* [WHAT TO WORK ON] What the task needs is the data below, written out verbatim.

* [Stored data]
══════════

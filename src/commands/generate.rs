use std::path::Path;

use anyhow::{Context, Result, bail};
use tracing::info;

use crate::cli::{GenerateArgs, GenerationArgs};
use crate::generator::{
    GeminiConfig, GeminiGenerator, is_sentinel, load_prior_answers, update_answers,
};
use crate::model::{AnswersManifest, QuestionsManifest};
use crate::util::{read_json, write_json_pretty};

pub fn run(args: GenerateArgs) -> Result<()> {
    generate(&args.questions, &args.answers, &args.generation)?;
    Ok(())
}

pub fn generate(
    questions_path: &Path,
    answers_path: &Path,
    settings: &GenerationArgs,
) -> Result<AnswersManifest> {
    if !questions_path.exists() {
        bail!("questions file not found: {}", questions_path.display());
    }
    let questions: QuestionsManifest = read_json(questions_path)?;

    let generator = GeminiGenerator::new(GeminiConfig {
        endpoint: settings.endpoint.clone(),
        model: settings.model.clone(),
        context_chars: settings.context_chars,
        request_timeout: settings.timeout(),
        ..GeminiConfig::from_env()?
    })?;

    info!(
        questions = questions.questions.len(),
        model = %settings.model,
        concurrency = settings.concurrency,
        "generating answers"
    );

    let prior = load_prior_answers(answers_path);
    let runtime = tokio::runtime::Builder::new_multi_thread()
        .enable_all()
        .build()
        .context("failed to start async runtime")?;
    let update = runtime.block_on(update_answers(
        &questions,
        prior,
        &generator,
        &settings.options(),
    ));

    write_json_pretty(answers_path, &update.manifest)?;

    let failed = update
        .manifest
        .qa_pairs
        .iter()
        .filter(|pair| is_sentinel(&pair.answer))
        .count();
    info!(
        path = %answers_path.display(),
        generated = update.generated,
        total = update.manifest.qa_pairs.len(),
        unanswered = failed,
        "saved answers"
    );

    Ok(update.manifest)
}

══════════

* [REPLY]
filename src/commands/generate.rs
use std::path::Path;

use anyhow::{Context, Result, bail};
use tracing::info;

use crate::cli::{GenerateArgs, GenerationArgs};
use crate::generator::{
    GeminiConfig, GeminiGenerator, is_sentinel, load_prior_answers, update_answers,
};
use crate::model::{AnswersManifest, QuestionsManifest};
use crate::util::{read_json, write_json_pretty};

pub fn run(args: GenerateArgs) -> Result<()> {
    generate(&args.questions, &args.answers, &args.generation)?;
    Ok(())
}

pub fn generate(
    questions_path: &Path,
    answers_path: &Path,
    settings: &GenerationArgs,
) -> Result<AnswersManifest> {
    if !questions_path.exists() {
        bail!("questions file not found: {}", questions_path.display());
    }
    let questions: QuestionsManifest = read_json(questions_path)?;

    let generator = GeminiGenerator::new(GeminiConfig {
        endpoint: settings.endpoint.clone(),
        model: settings.model.clone(),
        context_chars: settings.context_chars,
        request_timeout: settings.timeout(),
        ..GeminiConfig::from_env()?
    })?;

    info!(
        questions = questions.questions.len(),
        model = %settings.model,
        concurrency = settings.concurrency,
        "generating answers"
    );

    let prior = load_prior_answers(answers_path);
    let runtime = tokio::runtime::Builder::new_multi_thread()
        .enable_all()
        .build()
        .context("failed to start async runtime")?;
    let update = runtime.block_on(update_answers(
        &questions,
        prior,
        &generator,
        &settings.options(),
    ));

    write_json_pretty(answers_path, &update.manifest)?;

    let failed = update
        .manifest
        .qa_pairs
        .iter()
        .filter(|pair| is_sentinel(&pair.answer))
        .count();
    info!(
        path = %answers_path.display(),
        generated = update.generated,
        total = update.manifest.qa_pairs.len(),
        unanswered = failed,
        "saved answers"
    );

    Ok(update.manifest)
}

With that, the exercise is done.